After remaining some time tranquil, the metal presents a fresh appearance, precisely analogous to volcanic phenomena. As the crystallization continues, the oxygen gas is given out with violence at one or more points, carrying with it melted silver from the interior of the surface, producing a series of cones, generally surmounted by a small crater, vomiting out streams of the metal, which may be seen boiling violently within them.

These cones gradually increase in height by the accumulation of metal thrown up, and that which becomes consolidated on their sloping sides. The thin crust of metal on which they rest, consequently experiences violent impulses, being alternately raised and depressed by such violent agitation, that were it not for the tenacity and elasticity of the metal, there would evidently arise dislocation, fissures, and other analogous accidents. At length several of the craters permanently close, while others continue to allow the gas a passage. The more difficult this is, the more the craters become elevated, and the more their funnels contract by the adhesion or coagulation of a portion of the metal. The projection of globules of silver now becomes more violent; the latter being carried to great distances, even beyond the furnace, and accompanied by a series of explosions, repeated at short intervals. It is generally the last of these little volcanoes that attains the greatest altitude, and exhibits the foregoing phenomena with the greatest energy. It is, moreover, observable, that these cones do not all arise at the same time, some having spent their force, when others commence forming at other points. Some reach the height of an inch, forming bases of two or three inches in diameter. The time occupied by this exhibition is at least from half to three quarters of an hour.

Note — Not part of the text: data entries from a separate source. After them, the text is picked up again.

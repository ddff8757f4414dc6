use nalgebra::DMatrix;
use nalgebra::DVector;
use ndarray::Array1;
use ndarray::ArrayView1;
use ndarray::ArrayView2;
use tracing::trace;

use crate::error::Result;
use crate::error::VarError;
use crate::linalg::ensure_finite;

/// Parameters and residuals of a least-squares fit.
#[derive(Debug, Clone, PartialEq)]
pub struct LeastSquaresFit {
  /// One coefficient per column of `exog`.
  pub params: Array1<f64>,
  /// `endog - exog * params`, on the unweighted scale.
  pub resid: Array1<f64>,
}

/// Linear least-squares engine consumed by model layers.
pub trait LeastSquares {
  fn fit(
    &self,
    endog: &ArrayView1<f64>,
    exog: &ArrayView2<f64>,
    weights: Option<&ArrayView1<f64>>,
  ) -> Result<LeastSquaresFit>;
}

/// Options for [`MinimalWls`].
#[derive(Debug, Clone, Copy, PartialEq, Eq, Default)]
pub struct WlsConfig {
  /// Reject NaN or infinite inputs with [`VarError::NonFiniteInput`].
  pub check_finite: bool,
}

/// Weighted least squares without result statistics.
///
/// Rows are scaled by `sqrt(w_i)` and solved through the SVD pseudo-inverse,
/// so rank-deficient designs return the minimum-norm solution.
#[derive(Debug, Clone, Copy, Default)]
pub struct MinimalWls {
  pub cfg: WlsConfig,
}

impl MinimalWls {
  pub fn new(cfg: WlsConfig) -> Self {
    Self { cfg }
  }
}

impl LeastSquares for MinimalWls {
  fn fit(
    &self,
    endog: &ArrayView1<f64>,
    exog: &ArrayView2<f64>,
    weights: Option<&ArrayView1<f64>>,
  ) -> Result<LeastSquaresFit> {
    let (n, k) = exog.dim();
    if endog.len() != n {
      return Err(VarError::DimensionMismatch {
        what: "endog length",
        expected: n,
        found: endog.len(),
      });
    }
    if let Some(w) = weights {
      if w.len() != n {
        return Err(VarError::DimensionMismatch {
          what: "weights length",
          expected: n,
          found: w.len(),
        });
      }
    }
    if n == 0 || k == 0 {
      return Err(VarError::EmptyInput { name: "exog" });
    }

    if self.cfg.check_finite {
      ensure_finite(endog.iter(), "endog")?;
      ensure_finite(exog.iter(), "exog")?;
      if let Some(w) = weights {
        ensure_finite(w.iter(), "weights")?;
      }
    }

    if let Some(&bad) = weights.and_then(|w| w.iter().find(|&&v| v < 0.0)) {
      return Err(VarError::OutOfRange {
        name: "weights",
        value: bad,
        range: ">= 0",
      });
    }

    let sqrt_w = |i: usize| weights.map_or(1.0, |w| w[i].sqrt());
    let wx = DMatrix::from_fn(n, k, |i, j| exog[[i, j]] * sqrt_w(i));
    let wy = DVector::from_fn(n, |i, _| endog[i] * sqrt_w(i));

    let svd = wx.svd(true, true);
    let max_sv = svd.singular_values.iter().copied().fold(0.0_f64, f64::max);
    let eps = max_sv * n.max(k) as f64 * f64::EPSILON;
    trace!(rows = n, cols = k, eps, "solving weighted least squares");
    let beta = svd.solve(&wy, eps).map_err(|_| VarError::OutOfRange {
      name: "singular value cutoff",
      value: eps,
      range: ">= 0",
    })?;

    let params = Array1::from_iter(beta.iter().copied());
    let resid = endog - &exog.dot(&params);
    Ok(LeastSquaresFit { params, resid })
  }
}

During the formation of these cones, by the evolution of gas, portions of silver are shot forth, which assume, on induration, a form somewhat cylindrical, and often very fantastic, notwithstanding the incompatibility which appears to exist between the fluidity of the silver and these elongated figures. Their appearance is momentary, and without any symptoms of gas, although it is impossible to decide whether they may not arise from its influence; they seem, in fact, to resemble the phenomena of the first volcanic period.

Till very recently the only operations employed for separating silver from lead in the English smelting-works, were the following:—

1. Cupellation, in which the lead was converted into a vitreous oxide, which was floated off from the surface of the silver.

2. Reduction of that oxide, commonly called litharge.